Collected data
impl Tree {
    fn insert(&mut self, kind: NodeKind) -> NodeId {
        let id = NodeId::new(self.next_id);
        self.next_id += 1;
        self.nodes.insert(
            id,
            NodeData {
                kind,
                parent: None,
                children: Vec::new(),
                shadow: None,
            },
        );
        id
    }

    fn node(&self, id: NodeId) -> Result<&NodeData, Error> {
        self.nodes
            .get(&id)
            .ok_or_else(|| Error::dom(format!("unknown node {id}")))
    }

    fn node_mut(&mut self, id: NodeId) -> Result<&mut NodeData, Error> {
        self.nodes
            .get_mut(&id)
            .ok_or_else(|| Error::dom(format!("unknown node {id}")))
    }

    fn is_observed_by(&self, entry: &ObserverEntry, target: NodeId) -> bool {
        if entry.target == target {
            return true;
        }
        if !entry.options.subtree {
            return false;
        }
        let mut current = self.nodes.get(&target).and_then(|n| n.parent);
        while let Some(node) = current {
            if node == entry.target {
                return true;
            }
            current = self.nodes.get(&node).and_then(|n| n.parent);
        }
        false
    }

    fn deliver(&self, record: MutationRecord) {
        let target = record.target();
        for entry in &self.observers {
            let wanted = match &record {
                MutationRecord::Attributes { name, .. } => entry.options.wants_attribute(name),
                MutationRecord::ChildList { .. } => entry.options.child_list,
                MutationRecord::CharacterData { .. } => entry.options.character_data,
            };
            if wanted && self.is_observed_by(entry, target) {
                // A closed receiver means the watcher is being torn down
                let _ = entry.tx.send(record.clone());
            }
        }
    }

    fn detach(&mut self, child: NodeId) -> Result<(), Error> {
        let Some(old_parent) = self.node(child)?.parent else {
            return Ok(());
        };
        self.node_mut(old_parent)?.children.retain(|c| *c != child);
        self.node_mut(child)?.parent = None;
        self.deliver(MutationRecord::ChildList {
            target: old_parent,
            added: Vec::new(),
            removed: vec![child],
        });
        Ok(())
    }

    fn text_of(&self, id: NodeId, out: &mut String) {
        let Some(node) = self.nodes.get(&id) else {
            return;
        };
        match &node.kind {
            NodeKind::Text(text) => out.push_str(text),
            _ => {
                for child in &node.children {
                    self.text_of(*child, out);
                }
            }
        }
    }

    fn html_of(&self, id: NodeId, out: &mut String) {
        let Some(node) = self.nodes.get(&id) else {
            return;
        };
        match &node.kind {
            NodeKind::Text(text) => out.push_str(&escape_text(text)),
            NodeKind::Element { tag, attributes } => {
                out.push('<');
                out.push_str(tag);
                for (name, value) in attributes {
                    out.push_str(&format!(" {}=\"{}\"", name, escape_attribute(value)));
                }
                out.push('>');
                for child in &node.children {
                    self.html_of(*child, out);
                }
                out.push_str(&format!("</{tag}>"));
            }
            NodeKind::Document | NodeKind::ShadowRoot => {
                for child in &node.children {
                    self.html_of(*child, out);
                }
            }
        }
    }

    fn build(&mut self, spec: &NodeSpec) -> Result<NodeId, Error> {
        let Some(tag) = spec.tag.as_deref() else {
            let text = spec.text.clone().unwrap_or_default();
            return Ok(self.insert(NodeKind::Text(text)));
        };

        let attributes = spec
            .attrs
            .iter()
            .map(|(k, v)| (k.clone(), v.clone()))
            .collect();
        let id = self.insert(NodeKind::Element {
            tag: tag.to_ascii_lowercase(),
            attributes,
        });

        let mut children = Vec::with_capacity(spec.children.len() + 1);
        if let Some(text) = &spec.text {
            children.push(self.insert(NodeKind::Text(text.clone())));
        }
        for child in &spec.children {
            children.push(self.build(child)?);
        }
        for child in &children {
            self.node_mut(*child)?.parent = Some(id);
        }
        self.node_mut(id)?.children = children;

        if let Some(shadow_children) = &spec.shadow {
            let root = self.insert(NodeKind::ShadowRoot);
            let mut built = Vec::with_capacity(shadow_children.len());
            for child in shadow_children {
                built.push(self.build(child)?);
            }
            for child in &built {
                self.node_mut(*child)?.parent = Some(root);
            }
            self.node_mut(root)?.children = built;
            self.node_mut(id)?.shadow = Some(root);
        }

        Ok(id)
    }
}
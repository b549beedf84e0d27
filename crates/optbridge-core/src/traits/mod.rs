//! Core traits for the purchase-option bridge
//!
//! This module defines the abstract interfaces the bridge is wired through.
//!
//! - [`DomSensor`]: Passive reads and mutation subscriptions on the host document
//! - [`EventDispatcher`]: Delivery of domain events onto the host event bus

pub mod dispatcher;
pub mod dom_sensor;

pub use dispatcher::{ChannelDispatcher, EventDispatcher};
pub use dom_sensor::{
    DomSensor, MutationRecord, NodeId, ObserveOptions, Registration, Watcher, descendants,
    find_descendant, has_token, is_inclusive_ancestor,
};
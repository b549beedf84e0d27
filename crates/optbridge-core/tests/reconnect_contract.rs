//! Contract Test: Reconnect Policy
//!
//! This test verifies what a reconnect does after a host's discovery budget
//! ran out.
//!
//! Constraints verified:
//! - `restart` starts a fresh session with a fresh attempt counter
//! - `remain_failed` keeps the host permanently inert
//! - Hosts whose discovery succeeded always reconnect

mod common;

use common::*;
use optbridge_core::config::ReconnectPolicy;
use optbridge_core::{BridgeEvent, SessionOutcome};

async fn exhaust(
    bridge: &optbridge_core::PurchaseOptionBridge,
    events: &mut tokio::sync::mpsc::Receiver<BridgeEvent>,
    host: optbridge_core::NodeId,
) {
    bridge.connect(host).await;
    wait_for_event(events, |e| matches!(e, BridgeEvent::DiscoveryExhausted { .. })).await;
    assert_eq!(
        bridge.disconnect(host).await,
        Some(SessionOutcome::DiscoveryExhausted)
    );
}

#[tokio::test]
async fn restart_policy_retries_with_fresh_budget() {
    let (dom, host) = product_page(None);
    let widget = mount_bare_widget(&dom, host);
    let (dispatcher, mut bus) = RecordingDispatcher::new();
    let (bridge, mut events) = bridge(&dom, dispatcher, fast_config(2));

    exhaust(&bridge, &mut events, host).await;

    render_widget(&dom, widget);
    assert!(bridge.connect(host).await);

    let bound = wait_for_event(&mut events, |e| matches!(e, BridgeEvent::Bound { .. })).await;
    assert_eq!(
        bound,
        BridgeEvent::Bound {
            host,
            widget_host: widget,
            attempts: 1
        }
    );
    expect_envelopes(&mut bus, 2).await;
}

#[tokio::test]
async fn remain_failed_policy_ignores_reconnects() {
    let (dom, host) = product_page(None);
    let widget = mount_bare_widget(&dom, host);
    let (dispatcher, mut bus) = RecordingDispatcher::new();
    let mut config = fast_config(2);
    config.discovery.reconnect = ReconnectPolicy::RemainFailed;
    let (bridge, mut events) = bridge(&dom, dispatcher, config);

    exhaust(&bridge, &mut events, host).await;

    render_widget(&dom, widget);
    assert!(!bridge.connect(host).await);
    assert!(!bridge.is_connected(host).await);
    assert_eq!(dom.live_observer_count(), 0);
    expect_quiet(&mut bus).await;
}

#[tokio::test]
async fn remain_failed_applies_when_rebinding_an_exhausted_session() {
    let (dom, host) = product_page(None);
    mount_bare_widget(&dom, host);
    let (dispatcher, _bus) = RecordingDispatcher::new();
    let mut config = fast_config(2);
    config.discovery.reconnect = ReconnectPolicy::RemainFailed;
    let (bridge, mut events) = bridge(&dom, dispatcher, config);

    bridge.connect(host).await;
    wait_for_event(&mut events, |e| matches!(e, BridgeEvent::SessionStopped { .. })).await;

    // Still registered until disconnected, but rebinding is refused
    assert!(bridge.is_connected(host).await);
    assert!(!bridge.connect(host).await);
    assert!(!bridge.is_connected(host).await);
}

#[tokio::test]
async fn successful_hosts_always_reconnect() {
    let (dom, host) = product_page(None);
    mount_ready_widget(&dom, host);
    let (dispatcher, mut bus) = RecordingDispatcher::new();
    let mut config = fast_config(2);
    config.discovery.reconnect = ReconnectPolicy::RemainFailed;
    let (bridge, _events) = bridge(&dom, dispatcher, config);

    bridge.connect(host).await;
    expect_envelopes(&mut bus, 2).await;
    bridge.disconnect(host).await;

    assert!(bridge.connect(host).await);
    expect_envelopes(&mut bus, 2).await;
}
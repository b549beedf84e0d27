//! Error types for the purchase-option bridge
//!
//! This module defines all error types used throughout the crate.
//! None of them ever reach host code: the session converts every failure
//! into a log line and a monitoring event.

use thiserror::Error;

/// Result type alias for bridge operations
pub type Result<T> = std::result::Result<T, Error>;

/// Core error type for the bridge
#[derive(Error, Debug)]
pub enum Error {
    /// Configuration errors
    #[error("Configuration error: {0}")]
    Config(String),

    /// Discovery budget exhausted without locating the widget boundary
    #[error("Discovery timed out after {attempts} attempt(s)")]
    DiscoveryTimeout {
        /// Attempts made before giving up
        attempts: u32,
    },

    /// State extraction failed for the current mutation cycle
    #[error("Extraction failed: {0}")]
    Extraction(#[from] ExtractionError),

    /// Embedded variant snapshot present but unparsable
    #[error("Malformed variant snapshot: {0}")]
    MalformedSnapshot(String),

    /// Product form could not be located for a host
    #[error("Product form not found for host {0}")]
    FormNotFound(String),

    /// Event dispatcher rejected an event
    #[error("Dispatch error: {0}")]
    Dispatch(String),

    /// DOM access errors (unknown node, detached node)
    #[error("DOM error: {0}")]
    Dom(String),

    /// Filesystem errors while loading configs or fixtures
    #[error("I/O error: {0}")]
    Io(#[from] std::io::Error),

    /// JSON serialization/deserialization errors
    #[error("JSON error: {0}")]
    Json(#[from] serde_json::Error),

    /// Generic error with context
    #[error("{0}")]
    Other(String),
}

impl Error {
    /// Create a configuration error
    pub fn config(msg: impl Into<String>) -> Self {
        Self::Config(msg.into())
    }

    /// Create a malformed snapshot error
    pub fn malformed_snapshot(msg: impl Into<String>) -> Self {
        Self::MalformedSnapshot(msg.into())
    }

    /// Create a dispatch error
    pub fn dispatch(msg: impl Into<String>) -> Self {
        Self::Dispatch(msg.into())
    }

    /// Create a DOM error
    pub fn dom(msg: impl Into<String>) -> Self {
        Self::Dom(msg.into())
    }
}

/// Why a selected node could not be turned into a `SelectionState`
#[derive(Error, Debug, Clone, PartialEq)]
pub enum ExtractionError {
    /// No node inside the selected option carries a usable price marker
    #[error("no price node under selected option")]
    NoPriceNode,

    /// The price node's text matched none of the price patterns
    #[error("no price pattern matched {text:?}")]
    Unparsable {
        /// Text content of the price node
        text: String,
    },

    /// A pattern matched but the value was zero or negative
    #[error("non-positive price {value} parsed from {text:?}")]
    NonPositive {
        /// Text content of the price node
        text: String,
        /// Parsed value
        value: f64,
    },
}

/// Helper for converting anyhow::Error to our Error type
impl From<anyhow::Error> for Error {
    fn from(err: anyhow::Error) -> Self {
        Self::Other(err.to_string())
    }
}
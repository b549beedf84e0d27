// # Event Dispatcher Trait
//
// Defines the outbound side of the bridge: delivering domain events onto the
// host event bus.
//
// ## Implementations
//
// - Channel-backed: `ChannelDispatcher` (below), used by the replay binary
//   and by tests
// - Future: a `web-sys` dispatcher creating `CustomEvent`s

use async_trait::async_trait;
use tokio::sync::mpsc;

use crate::events::DispatchEnvelope;

/// Trait for event dispatcher implementations
///
/// The session awaits each dispatch before starting the next one, which is
/// what guarantees that a `SelectionChanged` reaches the bus strictly before
/// its companion `VariantUpdated`.
///
/// # Trust Level: Untrusted
///
/// ## Allowed Capabilities
/// - ✅ Deliver the envelope to its target
/// - ✅ Return failure (the session logs it and carries on)
///
/// ## Forbidden Capabilities
/// - ❌ Reorder or coalesce envelopes
/// - ❌ Retry (a lost event is superseded by the next state change)
#[async_trait]
pub trait EventDispatcher: Send + Sync {
    /// Deliver one event
    ///
    /// # Returns
    ///
    /// - `Ok(())`: The event was handed to the bus
    /// - `Err(Error)`: The bus rejected it
    async fn dispatch(&self, envelope: DispatchEnvelope) -> Result<(), crate::Error>;

    /// Dispatcher name (for logging)
    fn dispatcher_name(&self) -> &'static str;
}

/// Dispatcher forwarding every envelope to an unbounded channel
#[derive(Debug, Clone)]
pub struct ChannelDispatcher {
    tx: mpsc::UnboundedSender<DispatchEnvelope>,
}

impl ChannelDispatcher {
    /// Create a dispatcher and the receiving end of its bus
    pub fn new() -> (Self, mpsc::UnboundedReceiver<DispatchEnvelope>) {
        let (tx, rx) = mpsc::unbounded_channel();
        (Self { tx }, rx)
    }
}

#[async_trait]
impl EventDispatcher for ChannelDispatcher {
    async fn dispatch(&self, envelope: DispatchEnvelope) -> Result<(), crate::Error> {
        self.tx
            .send(envelope)
            .map_err(|_| crate::Error::dispatch("event bus receiver dropped"))
    }

    fn dispatcher_name(&self) -> &'static str {
        "channel"
    }
}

■ Exercise directions: Please copy, exactly and with nothing else, the lines above beginning at the line that has "let mut children" and ending with the line that has "for child in &built".

■ Worked solution:
        let mut children = Vec::with_capacity(spec.children.len() + 1);
        if let Some(text) = &spec.text {
            children.push(self.insert(NodeKind::Text(text.clone())));
        }
        for child in &spec.children {
            children.push(self.build(child)?);
        }
        for child in &children {
            self.node_mut(*child)?.parent = Some(id);
        }
        self.node_mut(id)?.children = children;

        if let Some(shadow_children) = &spec.shadow {
            let root = self.insert(NodeKind::ShadowRoot);
            let mut built = Vec::with_capacity(shadow_children.len());
            for child in shadow_children {
                built.push(self.build(child)?);
            }
            for child in &built {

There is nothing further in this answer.